Business Development & Commercialization

Strategic Partnerships:

Several years ago, RegeneRx made the decision to become a virtual biomedical company and acquire partners to continue development of its product candidates.  To that end, the Company entered partnerships around the world to develop some of its product candidates as briefly described below.

RegeneRx previously entered into a licensing agreement with Lee’s Pharmaceuticals, Inc. for development and marketing of Tβ4-related products in the countries of China, Macau, Hong Kong and Taiwan. Lee’s, through its subsidiary, Zhaoke Ophthalmology, is responsible for product development in the licensed territory and each party will share clinical and other data related to these product candidates. We believe the Zhaoke is awaiting results from U.S. clinical studies prior to initiating clinical trials in China with RGN-259.

RegeneRx also has a strategic partnership agreement with G-treeBNT (now HLB Therapeutics), a Korea biopharmaceutical company for development and marketing of RGN-259 in 28 Asian countries including Korea and Japan. HLBT also has a license to develop RGN-137 in the U.S. for dermal wound healing.

RegeneRx subsequently entered into agreements with HLBT to develop RGN-259 for dry eye syndrome and neurotrophic keratitis (an orphan indication) in the United States. Under the terms of a U.S. joint venture agreement between the parties (ReGenTree LLC), HLBT is responsible for conducting and funding all clinical trials and product development through approval of a biological license (BLA). Pursuant to the terms of a license agreement between RegeneRx and the joint venture entity, RegeneRx granted the JV an exclusive, royalty-bearing license to market and sell RGN-259 in the U.S. RegeneRx also contributed all of its non-clinical and clinical data generated to date.

Our ownership interest in ReGenTree is 38.5%.  Based on when, and if, ReGenTree achieves certain additional development milestones in the U.S. with RGN-259, our equity ownership may be incrementally reduced to 25%, with 25% being the final equity ownership upon FDA approval of a BLA for dry eye syndrome or neurotrophic keratitis in the U.S. In addition to our equity ownership, RegeneRx retains a royalty on net sales that varies between single and low double digits, depending on whether commercial sales are made by ReGenTree or a licensee. In the event the ReGenTree entity is acquired or there is a change of control that occurs following achievement of an NDA, RegeneRx shall be entitled to 40% of all change of control proceeds paid or payable and will forgo any future royalties.
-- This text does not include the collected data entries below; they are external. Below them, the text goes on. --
//! # Structural Validation
//!
//! One recursive walk interprets any [`Schema`] against a parsed JSON
//! document. The walk is depth-first and never stops early: each node
//! reports at most one violation (its first failed check) and traversal
//! then carries on into siblings, so a single run lists every independent
//! defect in the document.
//!
//! Loading is separate from checking. [`load_document`] reads and parses a
//! file and fails with [`ValidateError::NotFound`], [`ValidateError::Read`]
//! or [`ValidateError::Parse`]; a document that fails to parse never
//! reaches the structural walk.

use std::fmt;
use std::path::{Path, PathBuf};

use serde_json::{Map, Value};
use thiserror::Error;

use crate::schema::{Bounds, Field, Presence, Schema, Shape, StringRule};

/// Longest string excerpt shown when describing an offending value.
const EXCERPT_CHARS: usize = 60;

// ---------------------------------------------------------------------------
// Paths
// ---------------------------------------------------------------------------

/// One step from a parent node to a child.
#[derive(Debug, Clone, PartialEq, Eq, Hash)]
pub enum Segment {
    /// An object key.
    Key(String),
    /// A list index.
    Index(usize),
}

/// Location of a node relative to the document root.
///
/// Renders dotted and bracketed, e.g. `chunks[0].fragments[2].component`.
/// Keys that are empty or contain `.`, `[`, `]` or `"` render as a quoted
/// bracket, e.g. `current_distribution["a.b"].count`. The root itself
/// renders as `(root)`.
#[derive(Debug, Clone, Default, PartialEq, Eq, Hash)]
pub struct FieldPath(Vec<Segment>);

impl FieldPath {
    /// The document root.
    pub fn root() -> Self {
        Self(Vec::new())
    }

    pub fn is_root(&self) -> bool {
        self.0.is_empty()
    }

    pub fn segments(&self) -> &[Segment] {
        &self.0
    }

    /// This path extended by an object key.
    pub fn key(&self, key: impl Into<String>) -> Self {
        let mut segments = self.0.clone();
        segments.push(Segment::Key(key.into()));
        Self(segments)
    }

    /// This path extended by a list index.
    pub fn index(&self, index: usize) -> Self {
        let mut segments = self.0.clone();
        segments.push(Segment::Index(index));
        Self(segments)
    }
}

impl From<Vec<Segment>> for FieldPath {
    fn from(segments: Vec<Segment>) -> Self {
        Self(segments)
    }
}

impl fmt::Display for FieldPath {
    fn fmt(&self, f: &mut fmt::Formatter<'_>) -> fmt::Result {
        if self.0.is_empty() {
            return f.write_str("(root)");
        }
        for (i, segment) in self.0.iter().enumerate() {
            match segment {
                Segment::Key(key) if needs_quoting(key) => {
                    write!(f, "[{}]", Value::String(key.clone()))?
                }
                Segment::Key(key) if i == 0 => write!(f, "{key}")?,
                Segment::Key(key) => write!(f, ".{key}")?,
                Segment::Index(index) => write!(f, "[{index}]")?,
            }
        }
        Ok(())
    }
}

/// Keys that would read as different nesting when printed bare.
fn needs_quoting(key: &str) -> bool {
    key.is_empty() || key.contains(|c: char| matches!(c, '.' | '[' | ']' | '"'))
}

// ---------------------------------------------------------------------------
// Violations
// ---------------------------------------------------------------------------

/// A single failed check.
#[derive(Debug, Clone, PartialEq)]
pub struct Violation {
    /// Where in the document the check failed.
    pub path: FieldPath,
    /// What the check expected.
    pub message: String,
    /// Description of the offending value, when there was one.
    pub found: Option<String>,
}

impl fmt::Display for Violation {
    fn fmt(&self, f: &mut fmt::Formatter<'_>) -> fmt::Result {
        write!(f, "{}: {}", self.path, self.message)?;
        if let Some(found) = &self.found {
            write!(f, " (found {found})")?;
        }
        Ok(())
    }
}

/// Every violation found in one document, in traversal order.
#[derive(Debug, Clone, Default, PartialEq)]
pub struct Violations(Vec<Violation>);

impl Violations {
    pub fn len(&self) -> usize {
        self.0.len()
    }

    pub fn is_empty(&self) -> bool {
        self.0.is_empty()
    }

    pub fn iter(&self) -> std::slice::Iter<'_, Violation> {
        self.0.iter()
    }

    /// Rendered paths of every violation, in order.
    pub fn paths(&self) -> Vec<String> {
        self.0.iter().map(|v| v.path.to_string()).collect()
    }

    /// Whether any violation sits at the given rendered path.
    pub fn contains_path(&self, path: &str) -> bool {
        self.0.iter().any(|v| v.path.to_string() == path)
    }

    pub fn into_inner(self) -> Vec<Violation> {
        self.0
    }
}

impl From<Vec<Violation>> for Violations {
    fn from(violations: Vec<Violation>) -> Self {
        Self(violations)
    }
}

impl<'a> IntoIterator for &'a Violations {
    type Item = &'a Violation;
    type IntoIter = std::slice::Iter<'a, Violation>;

    fn into_iter(self) -> Self::IntoIter {
        self.0.iter()
    }
}

impl fmt::Display for Violations {
    fn fmt(&self, f: &mut fmt::Formatter<'_>) -> fmt::Result {
        for (i, v) in self.0.iter().enumerate() {
            if i > 0 {
                writeln!(f)?;
            }
            write!(f, "  {v}")?;
        }
        Ok(())
    }
}

// ---------------------------------------------------------------------------
// Errors
// ---------------------------------------------------------------------------

/// Why a document file did not validate.
#[derive(Error, Debug)]
pub enum ValidateError {
    /// The file does not exist.
    #[error("{} does not exist", .path.display())]
    NotFound {
        /// The missing path.
        path: PathBuf,
    },

    /// The file exists but could not be read.
    #[error("failed to read {}: {source}", .path.display())]
    Read {
        /// The unreadable path.
        path: PathBuf,
        /// Underlying I/O error.
        #[source]
        source: std::io::Error,
    },

    /// The file is not well-formed JSON.
    #[error("invalid JSON in {}: {source}", .path.display())]
    Parse {
        /// The malformed path.
        path: PathBuf,
        /// Parser error, carrying line and column.
        #[source]
        source: serde_json::Error,
    },

    /// The document parsed but broke the schema.
    #[error("{}: {} violation(s) against {schema}:\n{violations}", .path.display(), .violations.len())]
    Invalid {
        /// The offending document.
        path: PathBuf,
        /// Name of the schema that was violated.
        schema: String,
        /// Every violation found.
        violations: Violations,
    },
}

// ---------------------------------------------------------------------------
// Entry points
// ---------------------------------------------------------------------------

/// Read and parse a JSON document.
///
/// # Errors
///
/// [`ValidateError::NotFound`] if `path` does not exist,
/// [`ValidateError::Read`] if it cannot be read, and
/// [`ValidateError::Parse`] if its content is not well-formed JSON.
pub fn load_document(path: &Path) -> Result<Value, ValidateError> {
    if !path.exists() {
        return Err(ValidateError::NotFound {
            path: path.to_path_buf(),
        });
    }
    let content = std::fs::read_to_string(path).map_err(|source| ValidateError::Read {
        path: path.to_path_buf(),
        source,
    })?;
    serde_json::from_str(&content).map_err(|source| ValidateError::Parse {
        path: path.to_path_buf(),
        source,
    })
}

/// Check a parsed document against `schema`, collecting every violation.
pub fn validate_value(schema: &Schema, document: &Value) -> Result<(), Violations> {
    let mut walker = Walker {
        schema,
        violations: Vec::new(),
    };
    walker.visit(schema.root(), document, &FieldPath::root());
    if walker.violations.is_empty() {
        Ok(())
    } else {
        tracing::debug!(
            schema = schema.name(),
            count = walker.violations.len(),
            "document failed validation"
        );
        Err(Violations(walker.violations))
    }
}

/// Load the file at `path` and check it against `schema`.
///
/// # Errors
///
/// Any [`load_document`] error, or [`ValidateError::Invalid`] carrying the
/// full violation list.
pub fn validate_file(schema: &Schema, path: &Path) -> Result<(), ValidateError> {
    let document = load_document(path)?;
    validate_value(schema, &document).map_err(|violations| ValidateError::Invalid {
        path: path.to_path_buf(),
        schema: schema.name().to_string(),
        violations,
    })
}

// ---------------------------------------------------------------------------
// Walker
// ---------------------------------------------------------------------------

struct Walker<'s> {
    schema: &'s Schema,
    violations: Vec<Violation>,
}

impl Walker<'_> {
    fn fail(&mut self, path: &FieldPath, message: impl Into<String>, found: Option<&Value>) {
        self.violations.push(Violation {
            path: path.clone(),
            message: message.into(),
            found: found.map(describe),
        });
    }

    fn visit(&mut self, shape: &Shape, value: &Value, path: &FieldPath) {
        match shape {
            Shape::String(rule) => self.visit_string(rule, value, path),
            Shape::Integer(bounds) => match as_integer(value) {
                Some(n) => self.check_bounds(bounds, n, value, path),
                None => self.fail(path, "expected an integer", Some(value)),
            },
            Shape::Number(bounds) => match value.as_f64() {
                Some(n) => self.check_bounds(bounds, n, value, path),
                None => self.fail(path, "expected a number", Some(value)),
            },
            Shape::Boolean => {
                if !value.is_boolean() {
                    self.fail(path, "expected a boolean", Some(value));
                }
            }
            Shape::Literal(expected) => {
                if !literal_matches(expected, value) {
                    self.fail(path, format!("must equal {expected}"), Some(value));
                }
            }
            Shape::Object(fields) => match value.as_object() {
                Some(map) => self.visit_fields(fields, map, path),
                None => self.fail(path, "expected an object", Some(value)),
            },
            Shape::List { item, min_len } => match value.as_array() {
                Some(items) => {
                    if items.len() < *min_len {
                        self.fail(
                            path,
                            format!("must contain at least {min_len} item(s)"),
                            Some(value),
                        );
                    }
                    for (i, element) in items.iter().enumerate() {
                        self.visit(item, element, &path.index(i));
                    }
                }
                None => self.fail(path, "expected an array", Some(value)),
            },
            Shape::Map(inner) => match value.as_object() {
                Some(map) => {
                    for (key, element) in map {
                        self.visit(inner, element, &path.key(key.as_str()));
                    }
                }
                None => self.fail(path, "expected an object", Some(value)),
            },
        }
    }

    fn visit_fields(&mut self, fields: &[Field], map: &Map<String, Value>, path: &FieldPath) {
        for field in fields {
            let child = path.key(field.name);
            match (map.get(field.name), field.presence) {
                (None, Presence::Required) => self.fail(&child, "field required", None),
                (None, _) => {}
                (Some(Value::Null), Presence::Optional) => {}
                (Some(value), _) => self.visit(&field.shape, value, &child),
            }
        }
    }

    fn visit_string(&mut self, rule: &StringRule, value: &Value, path: &FieldPath) {
        let Some(text) = value.as_str() else {
            self.fail(path, "expected a string", Some(value));
            return;
        };
        if rule.non_blank && text.trim().is_empty() {
            self.fail(path, "text cannot be empty or whitespace only", Some(value));
            return;
        }
        if let Some(allowed) = rule.one_of {
            if !allowed.contains(&text) {
                self.fail(
                    path,
                    format!("must be one of: {}", allowed.join(", ")),
                    Some(value),
                );
                return;
            }
        }
        if let Some(source) = rule.pattern {
            // Every pattern is compiled in `Schema::new`; a miss is treated
            // as a failed match rather than a panic.
            let matched = self
                .schema
                .regex(source)
                .is_some_and(|regex| regex.is_match(text));
            if !matched {
                self.fail(path, format!("does not match pattern {source}"), Some(value));
            }
        }
    }

    fn check_bounds(&mut self, bounds: &Bounds, n: f64, value: &Value, path: &FieldPath) {
        if let Some(message) = bounds.check(n) {
            self.fail(path, message, Some(value));
        }
    }
}

/// Integers are JSON numbers without a fractional part; `3.0` counts.
fn as_integer(value: &Value) -> Option<f64> {
    let Value::Number(number) = value else {
        return None;
    };
    if let Some(i) = number.as_i64() {
        return Some(i as f64);
    }
    if let Some(u) = number.as_u64() {
        return Some(u as f64);
    }
    number
        .as_f64()
        .filter(|f| f.is_finite() && f.fract() == 0.0)
}

fn literal_matches(expected: &Value, actual: &Value) -> bool {
    match (expected, actual) {
        (Value::Number(a), Value::Number(b)) => a.as_f64() == b.as_f64(),
        _ => expected == actual,
    }
}

/// Short human-readable description of a JSON value.
pub fn describe(value: &Value) -> String {
    match value {
        Value::Null => "null".to_string(),
        Value::Bool(b) => b.to_string(),
        Value::Number(n) => n.to_string(),
        Value::String(s) if s.chars().count() > EXCERPT_CHARS => {
            let excerpt: String = s.chars().take(EXCERPT_CHARS).collect();
            format!("{}...", Value::String(excerpt))
        }
        Value::String(_) => value.to_string(),
        Value::Array(items) => format!("array of {} item(s)", items.len()),
        Value::Object(map) => format!("object with {} field(s)", map.len()),
    }
}
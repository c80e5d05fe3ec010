//! # Metadata Twin Subcommand
//!
//! `ingate twin <FILES>...` validates staged metadata twins. The commit hook
//! passes every staged file; only `.json` files under a `raw-text` path
//! segment and outside any `meta` segment are twins; everything else is
//! skipped without output.
//!
//! Every candidate is checked even after a failure, so one run reports all
//! broken twins in the batch.

use std::ffi::OsStr;
use std::io::Write;
use std::path::{Component, Path, PathBuf};

use anyhow::{Context, Result};
use clap::Args;
use ingate_schema::DocumentKind;

use crate::report::{check_document, Reporter};
use crate::Workspace;

/// Arguments for `ingate twin`.
#[derive(Args, Debug, Default)]
pub struct TwinArgs {
    /// Staged files; non-twins are ignored.
    pub files: Vec<PathBuf>,
}

/// Whether `path` names a metadata twin: a `.json` file with a
/// `content_segment` directory in its path and no `excluded_segment`.
pub fn is_twin_candidate(path: &Path, content_segment: &str, excluded_segment: &str) -> bool {
    if path.extension() != Some(OsStr::new("json")) {
        return false;
    }
    let has_segment = |segment: &str| {
        path.components()
            .any(|c| matches!(c, Component::Normal(name) if name == OsStr::new(segment)))
    };
    has_segment(content_segment) && !has_segment(excluded_segment)
}

/// Validate every twin among `args.files`. Returns 1 if any twin failed.
pub fn run_twin<W: Write>(
    args: &TwinArgs,
    ws: &Workspace,
    reporter: &mut Reporter<W>,
) -> Result<u8> {
    if args.files.is_empty() {
        reporter
            .error("No files provided for validation")
            .context("failed to write report")?;
        return Ok(1);
    }

    let schema = DocumentKind::MetadataTwin.schema()?;
    let filter = &ws.config.twin;
    let mut failed = 0usize;
    let mut checked = 0usize;

    for file in &args.files {
        if !is_twin_candidate(file, &filter.content_segment, &filter.excluded_segment) {
            tracing::trace!(file = %file.display(), "not a metadata twin, skipped");
            continue;
        }
        checked += 1;
        let path = ws.target(Some(file), file);
        let passed = check_document(reporter, &path, &schema, None, "is valid metadata twin")
            .context("failed to write report")?;
        if !passed {
            failed += 1;
        }
    }

    tracing::info!(checked, failed, "metadata twin batch complete");
    Ok(if failed == 0 { 0 } else { 1 })
}
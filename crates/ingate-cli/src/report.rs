//! # Console Report
//!
//! Formats per-file outcomes on stdout. The format is consumed by humans
//! reading commit hook output:
//!
//! ```text
//! ✓ chunks.json is valid
//! ERROR: .claude/ingestion-audit.json does not exist
//! ERROR: Invalid JSON in twin.json
//!        trailing comma at line 3 column 1
//! ERROR: Schema validation failed for chunks.json
//!        must be one of: plaintext, ... (found "invalid_tag")
//!        Path: chunks[0].fragments[0].component
//! ```

use std::fmt::Display;
use std::io::{self, Write};
use std::path::Path;

use ingate_schema::{
    load_document, validate_value, ExternalSchema, Schema, ValidateError, Violations,
};

/// Validator label for the built-in descriptor schemas.
pub const BUILTIN_VALIDATOR: &str = "Schema";
/// Validator label for external JSON Schema files.
pub const JSON_SCHEMA_VALIDATOR: &str = "JSON Schema";

const INDENT: &str = "       ";

/// Writes report lines to any output.
pub struct Reporter<W: Write> {
    out: W,
}

impl<W: Write> Reporter<W> {
    pub fn new(out: W) -> Self {
        Self { out }
    }

    pub fn into_inner(self) -> W {
        self.out
    }

    /// A plain line, written as-is.
    pub fn line(&mut self, text: impl Display) -> io::Result<()> {
        writeln!(self.out, "{text}")
    }

    /// `ERROR: <message>`.
    pub fn error(&mut self, message: impl Display) -> io::Result<()> {
        writeln!(self.out, "ERROR: {message}")
    }

    /// `✓ <basename> <suffix>`.
    pub fn valid(&mut self, path: &Path, suffix: &str) -> io::Result<()> {
        let name = path
            .file_name()
            .map(|n| n.to_string_lossy())
            .unwrap_or_else(|| path.to_string_lossy());
        writeln!(self.out, "✓ {name} {suffix}")
    }

    /// Report a document that could not be loaded or did not validate.
    pub fn failure(&mut self, err: &ValidateError) -> io::Result<()> {
        match err {
            ValidateError::NotFound { path } => {
                self.error(format_args!("{} does not exist", path.display()))
            }
            ValidateError::Read { path, source } => {
                self.error(format_args!("Failed to read {}: {source}", path.display()))
            }
            ValidateError::Parse { path, source } => {
                self.error(format_args!("Invalid JSON in {}", path.display()))?;
                writeln!(self.out, "{INDENT}{source}")
            }
            ValidateError::Invalid {
                path, violations, ..
            } => self.violations(BUILTIN_VALIDATOR, path, violations),
        }
    }

    /// `ERROR: <validator> validation failed for <path>` followed by one
    /// indented entry per violation.
    pub fn violations(
        &mut self,
        validator: &str,
        path: &Path,
        violations: &Violations,
    ) -> io::Result<()> {
        self.error(format_args!(
            "{validator} validation failed for {}",
            path.display()
        ))?;
        for violation in violations {
            match &violation.found {
                Some(found) => writeln!(self.out, "{INDENT}{} (found {found})", violation.message)?,
                None => writeln!(self.out, "{INDENT}{}", violation.message)?,
            }
            if !violation.path.is_root() {
                writeln!(self.out, "{INDENT}Path: {}", violation.path)?;
            }
        }
        Ok(())
    }
}

/// Load `path`, check it against `schema` and, when given, an external JSON
/// Schema, and report the outcome. Returns whether the document passed.
///
/// A document that fails to load is reported once and never reaches either
/// validator.
pub fn check_document<W: Write>(
    reporter: &mut Reporter<W>,
    path: &Path,
    schema: &Schema,
    external: Option<&ExternalSchema>,
    success_suffix: &str,
) -> io::Result<bool> {
    let document = match load_document(path) {
        Ok(document) => document,
        Err(err) => {
            tracing::debug!(path = %path.display(), error = %err, "document not loaded");
            reporter.failure(&err)?;
            return Ok(false);
        }
    };

    let mut passed = true;
    if let Err(violations) = validate_value(schema, &document) {
        reporter.violations(BUILTIN_VALIDATOR, path, &violations)?;
        passed = false;
    }
    if let Some(external) = external {
        if let Err(violations) = external.validate(&document) {
            reporter.violations(JSON_SCHEMA_VALIDATOR, path, &violations)?;
            passed = false;
        }
    }

    if passed {
        reporter.valid(path, success_suffix)?;
    }
    tracing::info!(path = %path.display(), passed, "checked document");
    Ok(passed)
}
//! # ingate-cli
//!
//! Library backing the `ingate` binary. Each subcommand lives in its own
//! module with a clap `Args` struct and a `run_*` function returning the
//! process exit code, so the commands can be driven from tests without
//! spawning a process.
//!
//! ## Subcommands
//!
//! - `chunks [PATH]`: validate the chunk manifest.
//! - `audit [PATH] [--json-schema FILE]`: validate the ingestion audit trail.
//! - `twin <FILES>...`: validate staged metadata twins.
//! - `check`: `chunks` then `audit`.
//! - `schema <chunks|audit|twin>`: print the exported JSON Schema.

pub mod audit;
pub mod config;
pub mod export;
pub mod manifest;
pub mod report;
pub mod twin;

use std::io::Write;
use std::path::{Path, PathBuf};

use anyhow::Result;

use crate::audit::{run_audit, AuditArgs};
use crate::config::Config;
use crate::manifest::{run_chunks, ChunksArgs};
use crate::report::Reporter;

/// Directories whose presence marks a repository root.
const ROOT_MARKERS: &[&str] = &[".git", ".claude"];

/// Resolve a path relative to the repository root.
///
/// Absolute paths are returned as-is. A relative path is joined to the
/// repository root when that file exists there, and otherwise left
/// relative to the working directory.
pub fn resolve_path(path: &Path, repo_root: &Path) -> PathBuf {
    if path.is_absolute() {
        return path.to_path_buf();
    }
    let repo_relative = repo_root.join(path);
    if repo_relative.exists() {
        repo_relative
    } else {
        path.to_path_buf()
    }
}

/// Walk up from `start` to the first directory holding `.git` or `.claude`.
pub fn discover_repo_root(start: &Path) -> Option<PathBuf> {
    start
        .ancestors()
        .find(|dir| ROOT_MARKERS.iter().any(|marker| dir.join(marker).exists()))
        .map(Path::to_path_buf)
}

/// Repository root plus loaded configuration, shared by every subcommand.
#[derive(Debug, Clone)]
pub struct Workspace {
    pub repo_root: PathBuf,
    pub config: Config,
}

impl Workspace {
    pub fn new(repo_root: impl Into<PathBuf>, config: Config) -> Self {
        Self {
            repo_root: repo_root.into(),
            config,
        }
    }

    /// Target for a document: the path given on the command line, resolved
    /// with [`resolve_path`], or the configured location under the root.
    pub fn target(&self, explicit: Option<&Path>, configured: &Path) -> PathBuf {
        match explicit {
            Some(path) => resolve_path(path, &self.repo_root),
            None if configured.is_absolute() => configured.to_path_buf(),
            None => self.repo_root.join(configured),
        }
    }
}

/// Run `chunks` then `audit` at their configured locations. Both always run.
pub fn run_check<W: Write>(ws: &Workspace, reporter: &mut Reporter<W>) -> Result<u8> {
    let chunks = run_chunks(&ChunksArgs::default(), ws, reporter)?;
    let audit = run_audit(&AuditArgs::default(), ws, reporter)?;
    Ok(chunks.max(audit))
}
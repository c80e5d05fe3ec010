//! # Schema Export Subcommand
//!
//! `ingate schema <chunks|audit|twin>` prints the built-in schema for a
//! document kind as a Draft 2020-12 JSON Schema.

use std::io::Write;

use anyhow::{Context, Result};
use clap::{Args, ValueEnum};
use ingate_schema::{to_json_schema, DocumentKind};

use crate::report::Reporter;

/// Document kind as spelled on the command line.
#[derive(ValueEnum, Clone, Copy, Debug, PartialEq, Eq)]
pub enum KindArg {
    Chunks,
    Audit,
    Twin,
}

impl From<KindArg> for DocumentKind {
    fn from(kind: KindArg) -> Self {
        match kind {
            KindArg::Chunks => DocumentKind::ChunkManifest,
            KindArg::Audit => DocumentKind::IngestionAudit,
            KindArg::Twin => DocumentKind::MetadataTwin,
        }
    }
}

/// Arguments for `ingate schema`.
#[derive(Args, Debug)]
pub struct SchemaArgs {
    /// Which document schema to print.
    #[arg(value_enum)]
    pub kind: KindArg,
}

pub fn run_schema<W: Write>(args: &SchemaArgs, reporter: &mut Reporter<W>) -> Result<u8> {
    let kind = DocumentKind::from(args.kind);
    let schema = kind.schema()?;
    let rendered = serde_json::to_string_pretty(&to_json_schema(&schema))
        .with_context(|| format!("failed to serialize {kind} schema"))?;
    reporter.line(rendered).context("failed to write schema")?;
    Ok(0)
}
Under the terms of the ReGenTree license agreement, RegeneRx will receive commercial royalties ranging from high single digits to low double digits, depending on medical indications approved and if ReGenTree’s ophthalmic product candidates are commercialized internally or through a third party.  RegeneRx is not required to provide any funding for the venture and has the right to participate in all key development and commercialization decisions under the agreements, including the right to approve key commercial relationships and transactions, such as product licensing, mergers or acquisitions.

Future Plans:

Our primary goal is to maximize our stockholders’ equity in the Company and the JV upon success of the phase 3 NK clinical trials.  Such success, we believe, would create significant value to RegeneRx and its stockholders and provide several options to us including the sale of RGN-259, a sale of the Company, or new financing alternatives that are not currently available.  Our focus will be to identify an appropriate liquidity event as early as practicable and distribute any proceeds to our stockholders.